## Your task
Scan the entries below for the string "offending" and copy every line where it turns up.

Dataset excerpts

--- START ---

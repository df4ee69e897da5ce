//! # Defect Aggregation
//!
//! Defects are keyed by `(resource, field, severity, message)`. Recording a
//! defect whose key already exists appends an occurrence to the existing
//! entry instead of creating a second entry, so two bad values in the same
//! field collapse into one entry with two occurrences, while defects in two
//! different fields stay two entries.
//!
//! ## Ownership
//!
//! An [`ErrorMap`] is owned by the caller and threaded through validation
//! as `&mut`. It can be reused across successive validation calls to
//! accumulate results for several payloads. For concurrent validation into
//! one map, [`SharedErrorMap`] serializes each read-modify-write behind a
//! `parking_lot::Mutex`; alternatively give every worker its own map and
//! [`ErrorMap::merge`] them afterwards.

use std::collections::btree_map::Entry;
use std::collections::BTreeMap;
use std::fmt;
use std::sync::Arc;

use parking_lot::Mutex;
use serde::{Deserialize, Serialize};

/// Defect severity.
#[derive(Debug, Clone, Copy, PartialEq, Eq, PartialOrd, Ord, Hash, Serialize, Deserialize)]
#[serde(rename_all = "lowercase")]
pub enum Severity {
    /// Fails certification.
    Error,
    /// Reported but does not fail certification.
    Warning,
}

impl fmt::Display for Severity {
    fn fmt(&self, f: &mut fmt::Formatter<'_>) -> fmt::Result {
        match self {
            Self::Error => f.write_str("error"),
            Self::Warning => f.write_str("warning"),
        }
    }
}

/// Composite key identifying one kind of defect in one field.
#[derive(Debug, Clone, PartialEq, Eq, PartialOrd, Ord, Hash)]
pub struct DefectKey {
    /// Resource the defect is attributed to.
    pub resource_name: String,
    /// Field the defect is attributed to.
    pub field_name: String,
    /// Error or warning.
    pub severity: Severity,
    /// Human-readable message; identical messages merge.
    pub message: String,
}

impl DefectKey {
    /// Build a key.
    pub fn new(
        resource_name: impl Into<String>,
        field_name: impl Into<String>,
        severity: Severity,
        message: impl Into<String>,
    ) -> Self {
        Self {
            resource_name: resource_name.into(),
            field_name: field_name.into(),
            severity,
            message: message.into(),
        }
    }
}

/// One place a defect was observed.
#[derive(Debug, Clone, Default, PartialEq, Eq, Serialize, Deserialize)]
#[serde(rename_all = "camelCase")]
pub struct Occurrence {
    /// The offending enumeration value, for value-level defects.
    #[serde(default, skip_serializing_if = "Option::is_none")]
    pub lookup_value: Option<String>,
    /// JSON Pointer to the offending value within the payload.
    #[serde(default, skip_serializing_if = "Option::is_none")]
    pub path: Option<String>,
}

impl Occurrence {
    /// An occurrence located at `path`.
    pub fn at(path: impl Into<String>) -> Self {
        Self {
            lookup_value: None,
            path: Some(path.into()),
        }
    }

    /// Attach the offending lookup value.
    pub fn with_lookup_value(mut self, value: impl Into<String>) -> Self {
        self.lookup_value = Some(value.into());
        self
    }
}

/// All occurrences recorded under one key.
#[derive(Debug, Clone, Default, PartialEq, Eq)]
pub struct DefectEntry {
    /// Occurrences in recording order.
    pub occurrences: Vec<Occurrence>,
}

/// Anything defects can be recorded into.
pub trait DefectSink {
    /// Record one occurrence of the defect identified by `key`.
    fn record(&mut self, key: DefectKey, occurrence: Occurrence);
}

/// Ordered map of defects, keyed by [`DefectKey`].
#[derive(Debug, Clone, Default, PartialEq, Eq)]
pub struct ErrorMap {
    entries: BTreeMap<DefectKey, DefectEntry>,
}

impl ErrorMap {
    /// An empty map.
    pub fn new() -> Self {
        Self::default()
    }

    /// Number of distinct defect entries.
    pub fn len(&self) -> usize {
        self.entries.len()
    }

    /// True if nothing has been recorded.
    pub fn is_empty(&self) -> bool {
        self.entries.is_empty()
    }

    /// Look up one entry.
    pub fn get(&self, key: &DefectKey) -> Option<&DefectEntry> {
        self.entries.get(key)
    }

    /// Iterate entries in key order.
    pub fn iter(&self) -> impl Iterator<Item = (&DefectKey, &DefectEntry)> {
        self.entries.iter()
    }

    /// Total occurrences recorded with `severity`.
    pub fn occurrence_count(&self, severity: Severity) -> usize {
        self.entries
            .iter()
            .filter(|(k, _)| k.severity == severity)
            .map(|(_, e)| e.occurrences.len())
            .sum()
    }

    /// Fold `other` into this map. Occurrences from `other` are appended
    /// after the ones already present.
    pub fn merge(&mut self, other: ErrorMap) {
        for (key, entry) in other.entries {
            match self.entries.entry(key) {
                Entry::Occupied(mut existing) => {
                    existing.get_mut().occurrences.extend(entry.occurrences)
                }
                Entry::Vacant(slot) => {
                    slot.insert(entry);
                }
            }
        }
    }
}

impl DefectSink for ErrorMap {
    fn record(&mut self, key: DefectKey, occurrence: Occurrence) {
        tracing::trace!(
            resource = %key.resource_name,
            field = %key.field_name,
            severity = %key.severity,
            message = %key.message,
            "recorded defect"
        );
        self.entries.entry(key).or_default().occurrences.push(occurrence);
    }
}

impl<'a> IntoIterator for &'a ErrorMap {
    type Item = (&'a DefectKey, &'a DefectEntry);
    type IntoIter = std::collections::btree_map::Iter<'a, DefectKey, DefectEntry>;

    fn into_iter(self) -> Self::IntoIter {
        self.entries.iter()
    }
}

/// An [`ErrorMap`] shared between concurrent validation calls.
///
/// Clones share the same map. Each `record` takes the lock for the
/// duration of one key's read-modify-write; the lock is never held across
/// a whole validation.
#[derive(Debug, Clone, Default)]
pub struct SharedErrorMap {
    inner: Arc<Mutex<ErrorMap>>,
}

impl SharedErrorMap {
    /// An empty shared map.
    pub fn new() -> Self {
        Self::default()
    }

    /// Copy the current contents out.
    pub fn snapshot(&self) -> ErrorMap {
        self.inner.lock().clone()
    }

    /// Take the accumulated map, leaving an empty one behind.
    pub fn take(&self) -> ErrorMap {
        std::mem::take(&mut *self.inner.lock())
    }
}

impl DefectSink for SharedErrorMap {
    fn record(&mut self, key: DefectKey, occurrence: Occurrence) {
        self.inner.lock().record(key, occurrence);
    }
}

#[cfg(test)]
mod tests {
    use super::*;

    const ENUM_MESSAGE: &str = "MUST be equal to one of the allowed values";

    fn enum_key(field: &str) -> DefectKey {
        DefectKey::new("Property", field, Severity::Error, ENUM_MESSAGE)
    }

    #[test]
    fn test_same_key_appends_occurrence() {
        let mut map = ErrorMap::new();
        map.record(
            enum_key("StandardStatus"),
            Occurrence::at("/StandardStatus").with_lookup_value("Bogus"),
        );
        map.record(
            enum_key("StandardStatus"),
            Occurrence::at("/StandardStatus").with_lookup_value("AlsoBogus"),
        );
        assert_eq!(map.len(), 1);
        let entry = map.get(&enum_key("StandardStatus")).unwrap();
        assert_eq!(entry.occurrences.len(), 2);
        assert_eq!(entry.occurrences[1].lookup_value.as_deref(), Some("AlsoBogus"));
        assert_eq!(map.occurrence_count(Severity::Error), 2);
    }

    #[test]
    fn test_different_fields_stay_separate() {
        let mut map = ErrorMap::new();
        map.record(enum_key("StandardStatus"), Occurrence::default());
        map.record(enum_key("PropertyType"), Occurrence::default());
        assert_eq!(map.len(), 2);
    }

    #[test]
    fn test_severity_is_part_of_the_key() {
        let mut map = ErrorMap::new();
        map.record(enum_key("City"), Occurrence::default());
        map.record(
            DefectKey::new("Property", "City", Severity::Warning, ENUM_MESSAGE),
            Occurrence::default(),
        );
        assert_eq!(map.len(), 2);
        assert_eq!(map.occurrence_count(Severity::Error), 1);
        assert_eq!(map.occurrence_count(Severity::Warning), 1);
    }

    #[test]
    fn test_merge_appends_in_order() {
        let mut a = ErrorMap::new();
        a.record(enum_key("StandardStatus"), Occurrence::at("/a"));
        let mut b = ErrorMap::new();
        b.record(enum_key("StandardStatus"), Occurrence::at("/b"));
        b.record(enum_key("PropertyType"), Occurrence::at("/c"));

        a.merge(b);
        assert_eq!(a.len(), 2);
        let paths: Vec<_> = a
            .get(&enum_key("StandardStatus"))
            .unwrap()
            .occurrences
            .iter()
            .map(|o| o.path.as_deref().unwrap())
            .collect();
        assert_eq!(paths, ["/a", "/b"]);
    }

    #[test]
    fn test_shared_map_accumulates_across_threads() {
        let shared = SharedErrorMap::new();
        let handles: Vec<_> = (0..8)
            .map(|i| {
                let mut sink = shared.clone();
                std::thread::spawn(move || {
                    for j in 0..50 {
                        sink.record(
                            enum_key("StandardStatus"),
                            Occurrence::at(format!("/value/{}", i * 50 + j)),
                        );
                    }
                })
            })
            .collect();
        for h in handles {
            h.join().unwrap();
        }

        let map = shared.take();
        assert_eq!(map.len(), 1);
        assert_eq!(map.occurrence_count(Severity::Error), 400);
        assert!(shared.snapshot().is_empty());
    }

    #[test]
    fn test_occurrence_serializes_without_absent_properties() {
        let json = serde_json::to_value(Occurrence::at("/Foo")).unwrap();
        assert_eq!(json, serde_json::json!({"path": "/Foo"}));
        let json = serde_json::to_value(Occurrence::default().with_lookup_value("X")).unwrap();
        assert_eq!(json, serde_json::json!({"lookupValue": "X"}));
    }
}
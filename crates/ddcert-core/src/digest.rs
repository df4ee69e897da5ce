//! # Content Digest
//!
//! `ContentDigest` fingerprints a document through its canonical bytes.
//! The CLI logs the payload digest next to every report so a report can be
//! tied back to the exact payload it describes, and the test suites use it
//! to assert that validation leaves payloads untouched.
//!
//! `sha256_digest()` only accepts `&CanonicalBytes`, so a digest can never
//! be taken over key-order-dependent bytes.

use serde::{Deserialize, Serialize};
use sha2::{Digest, Sha256};

use crate::canonical::CanonicalBytes;

/// A SHA-256 digest of canonical bytes.
#[derive(Debug, Clone, PartialEq, Eq, Hash, Serialize, Deserialize)]
pub struct ContentDigest {
    /// The raw 32-byte digest value.
    pub bytes: [u8; 32],
}

impl ContentDigest {
    /// Render the digest as a lowercase hex string.
    pub fn to_hex(&self) -> String {
        self.bytes.iter().map(|b| format!("{b:02x}")).collect()
    }
}

impl std::fmt::Display for ContentDigest {
    fn fmt(&self, f: &mut std::fmt::Formatter<'_>) -> std::fmt::Result {
        write!(f, "sha256:{}", self.to_hex())
    }
}

/// Compute a SHA-256 content digest from canonical bytes.
pub fn sha256_digest(data: &CanonicalBytes) -> ContentDigest {
    let hash = Sha256::digest(data.as_bytes());
    let mut bytes = [0u8; 32];
    bytes.copy_from_slice(&hash);
    ContentDigest { bytes }
}

#[cfg(test)]
mod tests {
    use super::*;

    #[test]
    fn test_sha256_digest_deterministic() {
        let cb = CanonicalBytes::new(&serde_json::json!({"a": 1, "b": 2})).unwrap();
        assert_eq!(sha256_digest(&cb), sha256_digest(&cb));
    }

    #[test]
    fn test_key_order_does_not_change_digest() {
        let a: serde_json::Value = serde_json::from_str(r#"{"a":1,"b":[1,2]}"#).unwrap();
        let b: serde_json::Value = serde_json::from_str(r#"{"b":[1,2],"a":1}"#).unwrap();
        let da = sha256_digest(&CanonicalBytes::new(&a).unwrap());
        let db = sha256_digest(&CanonicalBytes::new(&b).unwrap());
        assert_eq!(da, db);
    }

    #[test]
    fn test_to_hex_format() {
        let cb = CanonicalBytes::new(&serde_json::json!({"key": "value"})).unwrap();
        let hex = sha256_digest(&cb).to_hex();
        assert_eq!(hex.len(), 64);
        assert!(hex.chars().all(|c| c.is_ascii_hexdigit()));
    }

    #[test]
    fn test_content_digest_display() {
        let cb = CanonicalBytes::new(&serde_json::json!({"a": 1})).unwrap();
        let s = sha256_digest(&cb).to_string();
        assert!(s.starts_with("sha256:"));
        assert_eq!(s.len(), 7 + 64);
    }

    #[test]
    fn test_known_sha256_vector() {
        let cb = CanonicalBytes::new(&serde_json::json!({})).unwrap();
        assert_eq!(
            sha256_digest(&cb).to_hex(),
            "44136fa355b3678a1146ad16f7e8649e94fb4fc21fe77e8310c060f61caaff8a"
        );
    }
}
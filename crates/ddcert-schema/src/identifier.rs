//! OData simple identifier grammar.
//!
//! A simple identifier starts with a letter or underscore, continues with
//! letters, digits or underscores, and is at most 128 characters long.
//! Letters and digits are taken from the Unicode letter and number classes.

/// Reference for the grammar, quoted in defect messages.
pub const ODATA_SIMPLE_IDENTIFIER_URL: &str =
    "https://docs.oasis-open.org/odata/odata-csdl-xml/v4.01/odata-csdl-xml-v4.01.html#sec_SimpleIdentifier";

const MAX_IDENTIFIER_CHARS: usize = 128;

/// True if `value` is a valid OData simple identifier.
pub fn is_simple_identifier(value: &str) -> bool {
    let mut chars = value.chars();
    let Some(first) = chars.next() else {
        return false;
    };
    if !(first == '_' || first.is_alphabetic()) {
        return false;
    }
    let mut count = 1;
    for c in chars {
        if !(c == '_' || c.is_alphanumeric()) {
            return false;
        }
        count += 1;
        if count > MAX_IDENTIFIER_CHARS {
            return false;
        }
    }
    true
}
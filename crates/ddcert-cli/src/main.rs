//! # ddcert CLI entry point
//!
//! Parses command-line arguments and dispatches to subcommand handlers.

use std::process::ExitCode;

use clap::{Parser, Subcommand};
use tracing_subscriber::EnvFilter;

use ddcert_cli::export::{run_schema, SchemaArgs};
use ddcert_cli::validate::{run_validate, ValidateArgs};
use ddcert_cli::EXIT_OPERATIONAL;

/// ddcert: Data Dictionary payload certification.
///
/// Generates a structural schema from a metadata report and validates JSON
/// payloads against it, reporting every defect found.
#[derive(Parser, Debug)]
#[command(name = "ddcert", version, about, long_about = None)]
struct Cli {
    /// Enable verbose output. Repeat for more verbosity (-v, -vv, -vvv).
    #[arg(short, long, action = clap::ArgAction::Count, global = true)]
    verbose: u8,

    #[command(subcommand)]
    command: Commands,
}

#[derive(Subcommand, Debug)]
enum Commands {
    /// Validate payloads and print the combined report.
    Validate(ValidateArgs),

    /// Export the generated schema as a JSON Schema document.
    Schema(SchemaArgs),
}

fn main() -> ExitCode {
    let cli = Cli::parse();

    let filter = match cli.verbose {
        0 => EnvFilter::new("warn"),
        1 => EnvFilter::new("info"),
        2 => EnvFilter::new("debug"),
        _ => EnvFilter::new("trace"),
    };

    tracing_subscriber::fmt()
        .with_env_filter(filter)
        .with_target(false)
        .with_writer(std::io::stderr)
        .init();

    tracing::debug!(version = env!("CARGO_PKG_VERSION"), "ddcert starting");

    let result = match cli.command {
        Commands::Validate(args) => run_validate(&args),
        Commands::Schema(args) => run_schema(&args),
    };

    match result {
        Ok(code) => ExitCode::from(code),
        Err(e) => {
            tracing::error!("{e:#}");
            eprintln!("error: {e:#}");
            ExitCode::from(EXIT_OPERATIONAL)
        }
    }
}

--- END ---

## Solution to this exercise
    /// The offending enumeration value, for value-level defects.
    /// JSON Pointer to the offending value within the payload.
    /// Attach the offending lookup value.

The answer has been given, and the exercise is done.